** Materials provided follows **

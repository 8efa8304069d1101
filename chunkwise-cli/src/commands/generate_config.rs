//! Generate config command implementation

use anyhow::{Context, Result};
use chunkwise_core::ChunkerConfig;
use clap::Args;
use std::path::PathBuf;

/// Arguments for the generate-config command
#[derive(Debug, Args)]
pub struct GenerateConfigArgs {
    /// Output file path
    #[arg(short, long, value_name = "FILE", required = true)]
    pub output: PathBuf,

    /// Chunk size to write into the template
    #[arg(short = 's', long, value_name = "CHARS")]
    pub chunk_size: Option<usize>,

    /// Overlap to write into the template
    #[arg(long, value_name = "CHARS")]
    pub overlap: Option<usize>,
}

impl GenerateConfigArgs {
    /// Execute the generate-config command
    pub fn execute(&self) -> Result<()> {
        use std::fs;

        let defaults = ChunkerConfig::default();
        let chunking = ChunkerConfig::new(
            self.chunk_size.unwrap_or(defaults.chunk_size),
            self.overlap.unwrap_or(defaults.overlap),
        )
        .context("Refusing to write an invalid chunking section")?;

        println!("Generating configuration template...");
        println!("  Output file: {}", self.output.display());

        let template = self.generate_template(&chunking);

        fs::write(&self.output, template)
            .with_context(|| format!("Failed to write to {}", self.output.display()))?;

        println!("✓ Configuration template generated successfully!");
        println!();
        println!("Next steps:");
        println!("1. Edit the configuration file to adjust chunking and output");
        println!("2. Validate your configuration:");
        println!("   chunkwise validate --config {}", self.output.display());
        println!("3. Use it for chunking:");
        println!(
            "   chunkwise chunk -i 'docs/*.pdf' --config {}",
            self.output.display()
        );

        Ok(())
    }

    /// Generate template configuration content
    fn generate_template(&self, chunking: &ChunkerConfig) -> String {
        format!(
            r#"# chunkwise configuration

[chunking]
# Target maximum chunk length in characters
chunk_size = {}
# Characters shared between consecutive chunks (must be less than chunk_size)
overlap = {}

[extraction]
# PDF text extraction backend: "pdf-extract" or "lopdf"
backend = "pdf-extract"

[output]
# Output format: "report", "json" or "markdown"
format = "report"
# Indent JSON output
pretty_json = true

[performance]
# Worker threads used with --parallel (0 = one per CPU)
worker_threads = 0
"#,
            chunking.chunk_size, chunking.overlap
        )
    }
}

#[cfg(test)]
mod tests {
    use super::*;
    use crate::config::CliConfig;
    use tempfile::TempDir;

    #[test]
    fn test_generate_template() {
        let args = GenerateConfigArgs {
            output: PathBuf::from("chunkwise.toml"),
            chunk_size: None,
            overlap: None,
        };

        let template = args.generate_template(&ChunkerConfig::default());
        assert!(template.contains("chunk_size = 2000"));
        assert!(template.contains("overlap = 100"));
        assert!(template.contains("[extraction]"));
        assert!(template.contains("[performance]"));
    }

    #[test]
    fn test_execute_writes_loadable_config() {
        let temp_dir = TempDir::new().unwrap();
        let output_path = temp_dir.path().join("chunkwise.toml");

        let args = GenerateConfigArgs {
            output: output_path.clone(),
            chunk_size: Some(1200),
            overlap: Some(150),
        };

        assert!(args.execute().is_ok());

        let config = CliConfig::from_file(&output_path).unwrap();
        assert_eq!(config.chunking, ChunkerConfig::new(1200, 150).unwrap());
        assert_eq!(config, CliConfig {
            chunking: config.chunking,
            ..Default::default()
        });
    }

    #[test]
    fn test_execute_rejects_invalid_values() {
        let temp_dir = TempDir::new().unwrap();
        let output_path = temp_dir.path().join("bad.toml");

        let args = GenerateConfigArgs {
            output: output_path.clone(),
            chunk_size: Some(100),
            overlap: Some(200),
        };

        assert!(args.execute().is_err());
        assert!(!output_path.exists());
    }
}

** End of Materials provided **

All of the data above needs to be given again exactly.

● Reply
repository 8efa8304069d1101
filename chunkwise-cli/src/commands/generate_config.rs
//! Generate config command implementation

use anyhow::{Context, Result};
use chunkwise_core::ChunkerConfig;
use clap::Args;
use std::path::PathBuf;

/// Arguments for the generate-config command
#[derive(Debug, Args)]
pub struct GenerateConfigArgs {
    /// Output file path
    #[arg(short, long, value_name = "FILE", required = true)]
    pub output: PathBuf,

    /// Chunk size to write into the template
    #[arg(short = 's', long, value_name = "CHARS")]
    pub chunk_size: Option<usize>,

    /// Overlap to write into the template
    #[arg(long, value_name = "CHARS")]
    pub overlap: Option<usize>,
}

impl GenerateConfigArgs {
    /// Execute the generate-config command
    pub fn execute(&self) -> Result<()> {
        use std::fs;

        let defaults = ChunkerConfig::default();
        let chunking = ChunkerConfig::new(
            self.chunk_size.unwrap_or(defaults.chunk_size),
            self.overlap.unwrap_or(defaults.overlap),
        )
        .context("Refusing to write an invalid chunking section")?;

        println!("Generating configuration template...");
        println!("  Output file: {}", self.output.display());

        let template = self.generate_template(&chunking);

        fs::write(&self.output, template)
            .with_context(|| format!("Failed to write to {}", self.output.display()))?;

        println!("✓ Configuration template generated successfully!");
        println!();
        println!("Next steps:");
        println!("1. Edit the configuration file to adjust chunking and output");
        println!("2. Validate your configuration:");
        println!("   chunkwise validate --config {}", self.output.display());
        println!("3. Use it for chunking:");
        println!(
            "   chunkwise chunk -i 'docs/*.pdf' --config {}",
            self.output.display()
        );

        Ok(())
    }

    /// Generate template configuration content
    fn generate_template(&self, chunking: &ChunkerConfig) -> String {
        format!(
            r#"# chunkwise configuration

[chunking]
# Target maximum chunk length in characters
chunk_size = {}
# Characters shared between consecutive chunks (must be less than chunk_size)
overlap = {}

[extraction]
# PDF text extraction backend: "pdf-extract" or "lopdf"
backend = "pdf-extract"

[output]
# Output format: "report", "json" or "markdown"
format = "report"
# Indent JSON output
pretty_json = true

[performance]
# Worker threads used with --parallel (0 = one per CPU)
worker_threads = 0
"#,
            chunking.chunk_size, chunking.overlap
        )
    }
}

#[cfg(test)]
mod tests {
    use super::*;
    use crate::config::CliConfig;
    use tempfile::TempDir;

    #[test]
    fn test_generate_template() {
        let args = GenerateConfigArgs {
            output: PathBuf::from("chunkwise.toml"),
            chunk_size: None,
            overlap: None,
        };

        let template = args.generate_template(&ChunkerConfig::default());
        assert!(template.contains("chunk_size = 2000"));
        assert!(template.contains("overlap = 100"));
        assert!(template.contains("[extraction]"));
        assert!(template.contains("[performance]"));
    }

    #[test]
    fn test_execute_writes_loadable_config() {
        let temp_dir = TempDir::new().unwrap();
        let output_path = temp_dir.path().join("chunkwise.toml");

        let args = GenerateConfigArgs {
            output: output_path.clone(),
            chunk_size: Some(1200),
            overlap: Some(150),
        };

        assert!(args.execute().is_ok());

        let config = CliConfig::from_file(&output_path).unwrap();
        assert_eq!(config.chunking, ChunkerConfig::new(1200, 150).unwrap());
        assert_eq!(config, CliConfig {
            chunking: config.chunking,
            ..Default::default()
        });
    }

    #[test]
    fn test_execute_rejects_invalid_values() {
        let temp_dir = TempDir::new().unwrap();
        let output_path = temp_dir.path().join("bad.toml");

        let args = GenerateConfigArgs {
            output: output_path.clone(),
            chunk_size: Some(100),
            overlap: Some(200),
        };

        assert!(args.execute().is_err());
        assert!(!output_path.exists());
    }
}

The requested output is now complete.